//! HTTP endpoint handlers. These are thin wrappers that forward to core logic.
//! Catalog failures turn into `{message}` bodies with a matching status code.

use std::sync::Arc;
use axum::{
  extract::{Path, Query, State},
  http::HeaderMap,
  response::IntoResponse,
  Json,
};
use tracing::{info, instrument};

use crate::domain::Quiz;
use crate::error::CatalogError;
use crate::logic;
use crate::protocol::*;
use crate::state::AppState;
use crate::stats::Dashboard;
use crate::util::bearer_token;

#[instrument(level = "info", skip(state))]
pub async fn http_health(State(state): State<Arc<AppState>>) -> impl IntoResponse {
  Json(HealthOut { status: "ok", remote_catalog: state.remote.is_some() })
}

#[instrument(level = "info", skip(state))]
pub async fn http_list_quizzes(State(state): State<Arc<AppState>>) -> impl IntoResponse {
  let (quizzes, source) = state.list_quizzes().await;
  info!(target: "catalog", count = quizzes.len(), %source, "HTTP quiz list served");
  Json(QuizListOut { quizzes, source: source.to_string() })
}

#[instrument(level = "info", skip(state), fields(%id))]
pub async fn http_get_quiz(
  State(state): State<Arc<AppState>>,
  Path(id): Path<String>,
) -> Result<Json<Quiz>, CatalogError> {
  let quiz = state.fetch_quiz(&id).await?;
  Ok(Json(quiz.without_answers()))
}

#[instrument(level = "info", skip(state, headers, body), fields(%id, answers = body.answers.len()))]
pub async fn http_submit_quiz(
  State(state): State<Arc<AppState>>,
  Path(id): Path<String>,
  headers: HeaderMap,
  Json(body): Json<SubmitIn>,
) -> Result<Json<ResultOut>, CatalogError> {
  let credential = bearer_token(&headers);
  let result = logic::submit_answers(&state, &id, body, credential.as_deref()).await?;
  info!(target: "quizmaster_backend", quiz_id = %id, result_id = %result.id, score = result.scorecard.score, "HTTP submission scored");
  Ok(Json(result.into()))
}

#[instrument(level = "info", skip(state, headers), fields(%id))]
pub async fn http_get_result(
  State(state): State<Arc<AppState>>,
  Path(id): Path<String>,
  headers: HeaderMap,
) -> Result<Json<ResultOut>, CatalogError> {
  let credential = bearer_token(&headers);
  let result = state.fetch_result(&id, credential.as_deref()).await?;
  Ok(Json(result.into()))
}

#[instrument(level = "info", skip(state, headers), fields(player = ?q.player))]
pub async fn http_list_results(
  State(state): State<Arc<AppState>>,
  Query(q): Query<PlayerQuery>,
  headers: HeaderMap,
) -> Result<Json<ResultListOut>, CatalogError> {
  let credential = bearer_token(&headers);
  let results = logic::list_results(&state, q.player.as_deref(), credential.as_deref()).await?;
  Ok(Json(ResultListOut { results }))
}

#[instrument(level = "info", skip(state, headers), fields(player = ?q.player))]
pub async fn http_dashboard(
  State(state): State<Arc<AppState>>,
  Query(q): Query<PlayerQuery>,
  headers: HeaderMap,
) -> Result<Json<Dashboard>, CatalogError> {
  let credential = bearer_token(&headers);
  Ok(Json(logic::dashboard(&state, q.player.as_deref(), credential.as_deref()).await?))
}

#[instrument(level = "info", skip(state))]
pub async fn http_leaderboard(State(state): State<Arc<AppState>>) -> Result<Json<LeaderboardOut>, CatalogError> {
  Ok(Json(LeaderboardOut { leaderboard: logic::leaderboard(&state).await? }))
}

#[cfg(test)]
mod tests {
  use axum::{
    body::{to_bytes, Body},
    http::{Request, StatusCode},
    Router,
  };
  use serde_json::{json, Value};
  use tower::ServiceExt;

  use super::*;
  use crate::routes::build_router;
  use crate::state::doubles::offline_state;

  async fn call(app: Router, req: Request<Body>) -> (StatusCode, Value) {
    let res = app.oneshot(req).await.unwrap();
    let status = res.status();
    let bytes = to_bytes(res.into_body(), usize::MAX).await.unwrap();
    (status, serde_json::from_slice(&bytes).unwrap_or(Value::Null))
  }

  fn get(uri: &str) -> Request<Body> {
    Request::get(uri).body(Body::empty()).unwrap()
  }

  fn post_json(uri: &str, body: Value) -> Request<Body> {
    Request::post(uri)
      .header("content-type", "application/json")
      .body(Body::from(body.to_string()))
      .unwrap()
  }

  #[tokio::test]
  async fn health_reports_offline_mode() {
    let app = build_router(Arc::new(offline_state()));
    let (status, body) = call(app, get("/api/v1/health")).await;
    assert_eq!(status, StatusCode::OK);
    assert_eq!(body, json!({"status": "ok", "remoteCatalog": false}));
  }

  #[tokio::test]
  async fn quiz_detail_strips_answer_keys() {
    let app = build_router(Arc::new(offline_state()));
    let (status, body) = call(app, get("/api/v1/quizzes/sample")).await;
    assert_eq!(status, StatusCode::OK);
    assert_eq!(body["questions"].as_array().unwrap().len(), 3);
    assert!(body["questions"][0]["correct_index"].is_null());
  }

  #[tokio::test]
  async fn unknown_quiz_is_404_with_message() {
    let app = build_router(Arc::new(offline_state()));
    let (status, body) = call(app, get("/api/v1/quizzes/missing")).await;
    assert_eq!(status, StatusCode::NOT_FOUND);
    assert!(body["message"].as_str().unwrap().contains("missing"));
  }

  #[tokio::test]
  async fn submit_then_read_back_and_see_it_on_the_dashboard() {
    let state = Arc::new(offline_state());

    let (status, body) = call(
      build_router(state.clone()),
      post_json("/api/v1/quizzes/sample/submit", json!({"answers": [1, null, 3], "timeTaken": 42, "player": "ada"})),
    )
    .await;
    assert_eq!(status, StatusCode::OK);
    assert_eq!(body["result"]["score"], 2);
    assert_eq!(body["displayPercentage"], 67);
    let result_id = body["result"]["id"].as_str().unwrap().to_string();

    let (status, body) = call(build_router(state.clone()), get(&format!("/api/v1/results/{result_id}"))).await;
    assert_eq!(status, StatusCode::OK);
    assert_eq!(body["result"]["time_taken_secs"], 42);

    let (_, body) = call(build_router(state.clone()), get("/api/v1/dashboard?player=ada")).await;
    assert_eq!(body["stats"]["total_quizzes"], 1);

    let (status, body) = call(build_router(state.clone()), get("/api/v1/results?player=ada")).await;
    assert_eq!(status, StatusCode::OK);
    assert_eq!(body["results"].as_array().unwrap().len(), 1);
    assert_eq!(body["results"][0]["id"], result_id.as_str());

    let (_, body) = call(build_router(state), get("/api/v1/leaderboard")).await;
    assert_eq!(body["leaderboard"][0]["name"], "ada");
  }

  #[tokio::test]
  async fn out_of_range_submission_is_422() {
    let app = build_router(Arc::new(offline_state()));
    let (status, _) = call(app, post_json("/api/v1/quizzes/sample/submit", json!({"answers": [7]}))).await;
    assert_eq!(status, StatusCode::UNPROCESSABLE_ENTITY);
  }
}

Activity. Every line of the material must be given again exactly.

Your response.
//! HTTP endpoint handlers. These are thin wrappers that forward to core logic.
//! Catalog failures turn into `{message}` bodies with a matching status code.

use std::sync::Arc;
use axum::{
  extract::{Path, Query, State},
  http::HeaderMap,
  response::IntoResponse,
  Json,
};
use tracing::{info, instrument};

use crate::domain::Quiz;
use crate::error::CatalogError;
use crate::logic;
use crate::protocol::*;
use crate::state::AppState;
use crate::stats::Dashboard;
use crate::util::bearer_token;

#[instrument(level = "info", skip(state))]
pub async fn http_health(State(state): State<Arc<AppState>>) -> impl IntoResponse {
  Json(HealthOut { status: "ok", remote_catalog: state.remote.is_some() })
}

#[instrument(level = "info", skip(state))]
pub async fn http_list_quizzes(State(state): State<Arc<AppState>>) -> impl IntoResponse {
  let (quizzes, source) = state.list_quizzes().await;
  info!(target: "catalog", count = quizzes.len(), %source, "HTTP quiz list served");
  Json(QuizListOut { quizzes, source: source.to_string() })
}

#[instrument(level = "info", skip(state), fields(%id))]
pub async fn http_get_quiz(
  State(state): State<Arc<AppState>>,
  Path(id): Path<String>,
) -> Result<Json<Quiz>, CatalogError> {
  let quiz = state.fetch_quiz(&id).await?;
  Ok(Json(quiz.without_answers()))
}

#[instrument(level = "info", skip(state, headers, body), fields(%id, answers = body.answers.len()))]
pub async fn http_submit_quiz(
  State(state): State<Arc<AppState>>,
  Path(id): Path<String>,
  headers: HeaderMap,
  Json(body): Json<SubmitIn>,
) -> Result<Json<ResultOut>, CatalogError> {
  let credential = bearer_token(&headers);
  let result = logic::submit_answers(&state, &id, body, credential.as_deref()).await?;
  info!(target: "quizmaster_backend", quiz_id = %id, result_id = %result.id, score = result.scorecard.score, "HTTP submission scored");
  Ok(Json(result.into()))
}

#[instrument(level = "info", skip(state, headers), fields(%id))]
pub async fn http_get_result(
  State(state): State<Arc<AppState>>,
  Path(id): Path<String>,
  headers: HeaderMap,
) -> Result<Json<ResultOut>, CatalogError> {
  let credential = bearer_token(&headers);
  let result = state.fetch_result(&id, credential.as_deref()).await?;
  Ok(Json(result.into()))
}

#[instrument(level = "info", skip(state, headers), fields(player = ?q.player))]
pub async fn http_list_results(
  State(state): State<Arc<AppState>>,
  Query(q): Query<PlayerQuery>,
  headers: HeaderMap,
) -> Result<Json<ResultListOut>, CatalogError> {
  let credential = bearer_token(&headers);
  let results = logic::list_results(&state, q.player.as_deref(), credential.as_deref()).await?;
  Ok(Json(ResultListOut { results }))
}

#[instrument(level = "info", skip(state, headers), fields(player = ?q.player))]
pub async fn http_dashboard(
  State(state): State<Arc<AppState>>,
  Query(q): Query<PlayerQuery>,
  headers: HeaderMap,
) -> Result<Json<Dashboard>, CatalogError> {
  let credential = bearer_token(&headers);
  Ok(Json(logic::dashboard(&state, q.player.as_deref(), credential.as_deref()).await?))
}

#[instrument(level = "info", skip(state))]
pub async fn http_leaderboard(State(state): State<Arc<AppState>>) -> Result<Json<LeaderboardOut>, CatalogError> {
  Ok(Json(LeaderboardOut { leaderboard: logic::leaderboard(&state).await? }))
}

#[cfg(test)]
mod tests {
  use axum::{
    body::{to_bytes, Body},
    http::{Request, StatusCode},
    Router,
  };
  use serde_json::{json, Value};
  use tower::ServiceExt;

  use super::*;
  use crate::routes::build_router;
  use crate::state::doubles::offline_state;

  async fn call(app: Router, req: Request<Body>) -> (StatusCode, Value) {
    let res = app.oneshot(req).await.unwrap();
    let status = res.status();
    let bytes = to_bytes(res.into_body(), usize::MAX).await.unwrap();
    (status, serde_json::from_slice(&bytes).unwrap_or(Value::Null))
  }

  fn get(uri: &str) -> Request<Body> {
    Request::get(uri).body(Body::empty()).unwrap()
  }

  fn post_json(uri: &str, body: Value) -> Request<Body> {
    Request::post(uri)
      .header("content-type", "application/json")
      .body(Body::from(body.to_string()))
      .unwrap()
  }

  #[tokio::test]
  async fn health_reports_offline_mode() {
    let app = build_router(Arc::new(offline_state()));
    let (status, body) = call(app, get("/api/v1/health")).await;
    assert_eq!(status, StatusCode::OK);
    assert_eq!(body, json!({"status": "ok", "remoteCatalog": false}));
  }

  #[tokio::test]
  async fn quiz_detail_strips_answer_keys() {
    let app = build_router(Arc::new(offline_state()));
    let (status, body) = call(app, get("/api/v1/quizzes/sample")).await;
    assert_eq!(status, StatusCode::OK);
    assert_eq!(body["questions"].as_array().unwrap().len(), 3);
    assert!(body["questions"][0]["correct_index"].is_null());
  }

  #[tokio::test]
  async fn unknown_quiz_is_404_with_message() {
    let app = build_router(Arc::new(offline_state()));
    let (status, body) = call(app, get("/api/v1/quizzes/missing")).await;
    assert_eq!(status, StatusCode::NOT_FOUND);
    assert!(body["message"].as_str().unwrap().contains("missing"));
  }

  #[tokio::test]
  async fn submit_then_read_back_and_see_it_on_the_dashboard() {
    let state = Arc::new(offline_state());

    let (status, body) = call(
      build_router(state.clone()),
      post_json("/api/v1/quizzes/sample/submit", json!({"answers": [1, null, 3], "timeTaken": 42, "player": "ada"})),
    )
    .await;
    assert_eq!(status, StatusCode::OK);
    assert_eq!(body["result"]["score"], 2);
    assert_eq!(body["displayPercentage"], 67);
    let result_id = body["result"]["id"].as_str().unwrap().to_string();

    let (status, body) = call(build_router(state.clone()), get(&format!("/api/v1/results/{result_id}"))).await;
    assert_eq!(status, StatusCode::OK);
    assert_eq!(body["result"]["time_taken_secs"], 42);

    let (_, body) = call(build_router(state.clone()), get("/api/v1/dashboard?player=ada")).await;
    assert_eq!(body["stats"]["total_quizzes"], 1);

    let (status, body) = call(build_router(state.clone()), get("/api/v1/results?player=ada")).await;
    assert_eq!(status, StatusCode::OK);
    assert_eq!(body["results"].as_array().unwrap().len(), 1);
    assert_eq!(body["results"][0]["id"], result_id.as_str());

    let (_, body) = call(build_router(state), get("/api/v1/leaderboard")).await;
    assert_eq!(body["leaderboard"][0]["name"], "ada");
  }

  #[tokio::test]
  async fn out_of_range_submission_is_422() {
    let app = build_router(Arc::new(offline_state()));
    let (status, _) = call(app, post_json("/api/v1/quizzes/sample/submit", json!({"answers": [7]}))).await;
    assert_eq!(status, StatusCode::UNPROCESSABLE_ENTITY);
  }
}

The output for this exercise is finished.